From that moment they were better friends than they had ever been before, though it was some time before Ted could really believe that Bevis was not angry about it. In fact, the idea had never entered Bevis’s mind. Ted stopped with them to supper, and everything was explained to Jack, who was delighted with the battle, and could not hear enough about it. But they did not press Ted as to what had become of him, seeing how confused he was whenever the subject was approached.

Quite beside himself with terror and misery, poor Ted had pretended illness and remained in his room, refusing to see any one, and dreading every footstep and every knock at the door, lest it should be the constable come to arrest him. Towards the afternoon Val, who had already been down to Bevis’s house and found he was all right, strolled up to see Pompey. Ted would not open the door even to him, and Val taunted him for being such a coward all that time after the battle. Still, Ted would not unlock it till Val happened to say that there was a row about the war, and Bevis had gone up to Jack’s. Open came the door directly.

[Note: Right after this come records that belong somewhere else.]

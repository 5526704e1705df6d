//! Summaries of explored graphs and solution sets.

use std::collections::{BTreeMap, BTreeSet};

use serde::{Deserialize, Serialize};

use blocks_kernel::canon::key::CanonicalKey;

use crate::outcome::SolutionPath;
use crate::recorder::Recorder;

/// Shape of an explored graph.
#[derive(Debug, Clone, Default, PartialEq, Eq, Serialize, Deserialize)]
pub struct GraphStats {
    pub total_nodes: usize,
    pub target_nodes: usize,
    pub max_depth: u32,
    /// Node count per depth.
    pub depth_distribution: BTreeMap<u32, usize>,
    /// Distinct canonical states among all nodes.
    pub distinct_states: usize,
}

impl GraphStats {
    #[must_use]
    pub fn of(recorder: &Recorder) -> Self {
        let mut stats = Self::default();
        let mut states = BTreeSet::new();
        for node in recorder.nodes() {
            stats.total_nodes += 1;
            if node.target_match {
                stats.target_nodes += 1;
            }
            stats.max_depth = stats.max_depth.max(node.depth);
            *stats.depth_distribution.entry(node.depth).or_insert(0) += 1;
            states.insert(CanonicalKey::of(&node.state));
        }
        stats.distinct_states = states.len();
        stats
    }
}

/// Grouping and frequency view over a set of solutions.
#[derive(Debug, Clone, Default, PartialEq, Eq, Serialize, Deserialize)]
pub struct SolutionAnalysis {
    pub total: usize,
    /// Solution count per path length.
    pub by_length: BTreeMap<usize, usize>,
    pub shortest: Option<usize>,
    /// Solutions of the shortest length.
    pub optimal_count: usize,
    /// How often each action description occurs across all solutions.
    pub action_frequency: BTreeMap<String, usize>,
}

impl SolutionAnalysis {
    #[must_use]
    pub fn of(solutions: &[SolutionPath]) -> Self {
        let mut analysis = Self {
            total: solutions.len(),
            ..Self::default()
        };
        for path in solutions {
            *analysis.by_length.entry(path.len()).or_insert(0) += 1;
            for description in path.descriptions() {
                *analysis
                    .action_frequency
                    .entry(description.to_string())
                    .or_insert(0) += 1;
            }
        }
        if let Some((&len, &count)) = analysis.by_length.iter().next() {
            analysis.shortest = Some(len);
            analysis.optimal_count = count;
        }
        analysis
    }

    /// Descriptions by decreasing frequency, ties by name.
    #[must_use]
    pub fn most_frequent(&self, limit: usize) -> Vec<(&str, usize)> {
        let mut ranked: Vec<(&str, usize)> = self
            .action_frequency
            .iter()
            .map(|(d, &n)| (d.as_str(), n))
            .collect();
        ranked.sort_by(|a, b| b.1.cmp(&a.1).then_with(|| a.0.cmp(b.0)));
        ranked.truncate(limit);
        ranked
    }
}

“Where’s Bevis?” said Ted, grasping at Val’s arm.

“At Jack’s.”

“Not killed?”

“Killed—no. How could he be killed?”

As soon as he understood that Bevis was really alive, not even hurt, Ted started off, to Val’s amazement, and never stopped till he entered the field where they were picking up the quoits as it grew too dark to play well. So Caesar and Pompey sat down to supper very lovingly, and talked over Pharsalia. Big Jack made them tell him the story over and over again, and wished he could have taken part in the combat. Like Mark, too, he envied Bevis’s real shipwreck. Now seeing Jack so interested they made use of his good-humour, and coaxed him till at last he promised to let them shoot with the rifle on the morrow in the evening, after he had finished in the fields.

All next day they rambled about the place, now in the garden, then in the orchard, then in the rick-yard or the stables, back again into the house, and up into the lumber-room at the top to see if they could find anything; down into the larder, where Jack’s dear old mother did her best to surfeit them with cakes and wines, and all the good things she could think of, for they reminded her of Jack when he was a boy and, in a sense, manageable. As for Jack’s old father, who was very old, he sat by himself in the parlour almost all day long, being too grim for anybody to approach.

He sat with his high hat on, aslant on his head, and when he wanted anything knocked the table or the floor as chance directed with a thick stick. When he walked out, every one slipped aside and avoided him, hiding behind the ricks, and Jack’s pointer slunk into his house, drooping his tail.

In the orchard Bevis and Mark squailed at the pears with short sticks. If they hit one it was bruised that side by the blow; then as it fell it had another good bump; but it is well-known that such thumping only makes pears more juicy. Tired of this they walked down by the mill-pool, in which there were a few small trout, Jack’s especial pets. The water was so clear that they could see the bottom of the pool for some distance; it looked very different to that of the New Sea below in the valley.

“We ought to have some of this water in our water-barrel when we go on our voyage,” said Bevis. “It’s clearer than the Nile.”

“The water-barrel must be got ashore somehow when we have the shipwreck,” said Mark, “or perhaps we shall not have any to drink.”

They were rather inclined to have a swim in the pool, but did not know how Jack would like it, as he was so jealous of his trout, and angry if they were disturbed. They would have had a swim though all the same, if the miller had not been looking over the hatch of his door. There he stood white and floury, blinking his eyes, and watching them.

“How anybody can be so stupid as to stand stock still, and stare, stare, stare, I can’t think,” said Mark, quite loud enough for the miller to hear. He did not smile nor stir; he did not even understand that he was meant; so sidelong a speech was beyond his comprehension. It would have needed very severe abuse indeed, hurled straight at his head, to have made him so much as lift his hand to dust the flour from his sleeve—the first thing he did when he began to feel a little.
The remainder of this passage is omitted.